Search the entries for the word "WebSocketConnector" and report each line that has it.
○ ○ ○ ○ ○ ○ ○
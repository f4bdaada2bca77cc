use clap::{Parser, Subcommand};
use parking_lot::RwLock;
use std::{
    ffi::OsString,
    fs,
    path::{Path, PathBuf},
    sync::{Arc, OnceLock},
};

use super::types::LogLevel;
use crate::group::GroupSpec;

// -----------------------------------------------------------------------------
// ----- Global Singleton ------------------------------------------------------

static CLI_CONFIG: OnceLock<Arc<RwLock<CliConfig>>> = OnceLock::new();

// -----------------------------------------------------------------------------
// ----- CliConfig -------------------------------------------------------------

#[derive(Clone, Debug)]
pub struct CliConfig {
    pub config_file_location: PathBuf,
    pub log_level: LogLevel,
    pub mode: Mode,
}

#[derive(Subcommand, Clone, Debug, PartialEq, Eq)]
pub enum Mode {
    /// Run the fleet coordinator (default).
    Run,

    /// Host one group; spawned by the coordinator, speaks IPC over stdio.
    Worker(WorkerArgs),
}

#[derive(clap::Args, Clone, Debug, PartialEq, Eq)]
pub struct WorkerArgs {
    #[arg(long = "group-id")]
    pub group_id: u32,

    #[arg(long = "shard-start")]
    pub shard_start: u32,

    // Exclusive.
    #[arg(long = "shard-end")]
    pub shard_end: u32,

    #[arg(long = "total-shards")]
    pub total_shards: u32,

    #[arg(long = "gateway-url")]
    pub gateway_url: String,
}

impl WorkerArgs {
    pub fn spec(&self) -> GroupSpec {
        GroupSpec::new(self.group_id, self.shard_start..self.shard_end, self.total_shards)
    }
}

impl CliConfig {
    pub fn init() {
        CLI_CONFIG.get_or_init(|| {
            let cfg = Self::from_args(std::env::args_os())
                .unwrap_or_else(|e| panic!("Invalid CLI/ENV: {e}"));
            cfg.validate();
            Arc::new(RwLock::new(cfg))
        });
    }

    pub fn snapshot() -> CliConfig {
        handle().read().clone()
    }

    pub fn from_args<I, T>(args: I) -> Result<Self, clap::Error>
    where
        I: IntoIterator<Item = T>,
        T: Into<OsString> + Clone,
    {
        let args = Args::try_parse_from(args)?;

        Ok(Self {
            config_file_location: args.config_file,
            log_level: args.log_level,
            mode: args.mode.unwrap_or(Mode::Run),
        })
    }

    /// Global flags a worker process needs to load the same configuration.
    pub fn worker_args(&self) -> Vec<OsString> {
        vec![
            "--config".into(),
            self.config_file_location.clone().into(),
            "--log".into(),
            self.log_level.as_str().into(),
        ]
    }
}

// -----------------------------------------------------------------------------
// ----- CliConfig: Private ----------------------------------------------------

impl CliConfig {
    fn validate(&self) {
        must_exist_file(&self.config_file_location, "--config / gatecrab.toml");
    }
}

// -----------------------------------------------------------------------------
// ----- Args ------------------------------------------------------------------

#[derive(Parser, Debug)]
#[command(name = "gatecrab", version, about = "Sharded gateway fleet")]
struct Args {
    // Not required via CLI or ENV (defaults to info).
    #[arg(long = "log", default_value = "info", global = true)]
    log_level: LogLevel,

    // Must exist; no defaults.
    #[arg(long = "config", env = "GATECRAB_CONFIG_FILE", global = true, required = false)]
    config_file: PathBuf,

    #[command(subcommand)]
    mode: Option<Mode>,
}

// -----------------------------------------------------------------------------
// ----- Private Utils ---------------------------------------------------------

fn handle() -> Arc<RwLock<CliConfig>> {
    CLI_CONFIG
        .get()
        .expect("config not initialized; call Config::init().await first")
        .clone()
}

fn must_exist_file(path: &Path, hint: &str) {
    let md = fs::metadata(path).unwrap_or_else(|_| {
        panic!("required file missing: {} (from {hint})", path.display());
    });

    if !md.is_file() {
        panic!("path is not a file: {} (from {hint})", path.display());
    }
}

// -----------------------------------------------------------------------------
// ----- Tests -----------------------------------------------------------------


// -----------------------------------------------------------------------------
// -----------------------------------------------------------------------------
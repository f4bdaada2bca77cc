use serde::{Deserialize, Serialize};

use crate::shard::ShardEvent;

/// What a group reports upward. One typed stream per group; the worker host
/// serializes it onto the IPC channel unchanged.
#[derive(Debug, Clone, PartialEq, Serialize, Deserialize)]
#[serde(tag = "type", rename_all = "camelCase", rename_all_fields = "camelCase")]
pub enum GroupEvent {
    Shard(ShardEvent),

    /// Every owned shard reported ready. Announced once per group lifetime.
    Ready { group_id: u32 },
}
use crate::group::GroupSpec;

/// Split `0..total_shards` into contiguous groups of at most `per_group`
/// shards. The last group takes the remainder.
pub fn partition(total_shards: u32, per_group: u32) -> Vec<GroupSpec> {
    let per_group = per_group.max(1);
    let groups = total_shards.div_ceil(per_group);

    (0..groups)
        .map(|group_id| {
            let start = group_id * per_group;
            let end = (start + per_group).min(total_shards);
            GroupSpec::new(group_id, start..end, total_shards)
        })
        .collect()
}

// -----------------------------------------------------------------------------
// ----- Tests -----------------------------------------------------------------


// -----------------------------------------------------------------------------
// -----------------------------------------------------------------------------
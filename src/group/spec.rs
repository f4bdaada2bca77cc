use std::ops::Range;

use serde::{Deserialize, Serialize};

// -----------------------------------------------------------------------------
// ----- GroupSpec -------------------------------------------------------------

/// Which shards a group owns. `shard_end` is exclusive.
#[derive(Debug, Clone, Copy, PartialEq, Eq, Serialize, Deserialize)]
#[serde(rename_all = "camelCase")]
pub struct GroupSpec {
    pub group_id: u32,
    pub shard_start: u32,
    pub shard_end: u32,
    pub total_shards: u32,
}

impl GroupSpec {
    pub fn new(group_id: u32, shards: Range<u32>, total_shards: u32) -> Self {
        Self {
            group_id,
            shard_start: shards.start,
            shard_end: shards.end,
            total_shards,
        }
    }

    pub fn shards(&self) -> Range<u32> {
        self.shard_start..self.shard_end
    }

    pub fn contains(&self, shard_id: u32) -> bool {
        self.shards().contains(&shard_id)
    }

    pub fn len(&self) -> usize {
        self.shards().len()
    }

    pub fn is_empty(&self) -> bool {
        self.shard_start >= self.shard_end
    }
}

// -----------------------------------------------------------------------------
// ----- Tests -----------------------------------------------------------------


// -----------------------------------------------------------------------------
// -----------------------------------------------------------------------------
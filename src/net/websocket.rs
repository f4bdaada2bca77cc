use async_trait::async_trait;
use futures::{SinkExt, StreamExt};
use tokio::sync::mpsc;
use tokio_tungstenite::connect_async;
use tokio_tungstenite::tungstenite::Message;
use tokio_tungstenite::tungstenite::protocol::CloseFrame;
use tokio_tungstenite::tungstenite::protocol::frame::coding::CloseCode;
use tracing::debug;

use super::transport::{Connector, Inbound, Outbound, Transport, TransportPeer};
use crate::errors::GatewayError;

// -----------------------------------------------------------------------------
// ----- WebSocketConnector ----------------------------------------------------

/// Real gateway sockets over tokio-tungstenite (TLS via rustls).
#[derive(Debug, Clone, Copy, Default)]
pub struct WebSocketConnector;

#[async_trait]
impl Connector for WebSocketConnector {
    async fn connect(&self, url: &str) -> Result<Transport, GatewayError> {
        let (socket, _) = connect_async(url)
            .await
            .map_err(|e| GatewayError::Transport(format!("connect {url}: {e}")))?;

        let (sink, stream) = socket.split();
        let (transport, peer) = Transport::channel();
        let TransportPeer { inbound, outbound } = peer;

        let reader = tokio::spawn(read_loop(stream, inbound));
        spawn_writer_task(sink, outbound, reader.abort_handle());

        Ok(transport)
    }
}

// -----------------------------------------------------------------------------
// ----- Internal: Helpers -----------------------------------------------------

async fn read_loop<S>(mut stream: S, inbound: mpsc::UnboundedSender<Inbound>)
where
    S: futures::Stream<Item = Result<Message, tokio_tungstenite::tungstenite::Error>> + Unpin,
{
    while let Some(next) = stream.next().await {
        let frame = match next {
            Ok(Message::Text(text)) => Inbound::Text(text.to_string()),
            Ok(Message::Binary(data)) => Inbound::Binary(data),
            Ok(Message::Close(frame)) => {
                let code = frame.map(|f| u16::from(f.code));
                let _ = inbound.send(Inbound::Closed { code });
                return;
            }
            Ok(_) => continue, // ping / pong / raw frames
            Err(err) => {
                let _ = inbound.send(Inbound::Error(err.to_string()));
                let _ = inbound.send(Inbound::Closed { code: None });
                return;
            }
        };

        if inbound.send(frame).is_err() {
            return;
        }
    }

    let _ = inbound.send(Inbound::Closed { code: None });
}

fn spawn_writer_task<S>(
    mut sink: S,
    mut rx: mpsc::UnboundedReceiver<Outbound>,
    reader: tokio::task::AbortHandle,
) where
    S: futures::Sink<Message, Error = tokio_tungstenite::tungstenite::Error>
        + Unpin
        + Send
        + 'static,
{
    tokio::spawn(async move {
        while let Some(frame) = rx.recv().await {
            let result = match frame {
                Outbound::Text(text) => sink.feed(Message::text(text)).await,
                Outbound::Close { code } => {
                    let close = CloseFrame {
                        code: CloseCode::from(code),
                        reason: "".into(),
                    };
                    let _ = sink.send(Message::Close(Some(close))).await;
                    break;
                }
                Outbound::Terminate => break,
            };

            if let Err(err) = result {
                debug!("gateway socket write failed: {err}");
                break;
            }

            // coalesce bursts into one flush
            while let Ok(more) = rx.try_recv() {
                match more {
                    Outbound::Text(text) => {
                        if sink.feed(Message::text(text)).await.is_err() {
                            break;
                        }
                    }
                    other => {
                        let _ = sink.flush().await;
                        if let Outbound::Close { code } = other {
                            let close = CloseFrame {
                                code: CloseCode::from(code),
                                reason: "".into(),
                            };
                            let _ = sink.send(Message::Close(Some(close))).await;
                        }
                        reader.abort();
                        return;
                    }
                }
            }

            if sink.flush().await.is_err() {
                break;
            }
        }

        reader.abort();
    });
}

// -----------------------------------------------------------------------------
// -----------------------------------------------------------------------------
○ ○ ○ ○ ○ ○ ○
RESULT BELOW:
// ----- WebSocketConnector ----------------------------------------------------
pub struct WebSocketConnector;
impl Connector for WebSocketConnector {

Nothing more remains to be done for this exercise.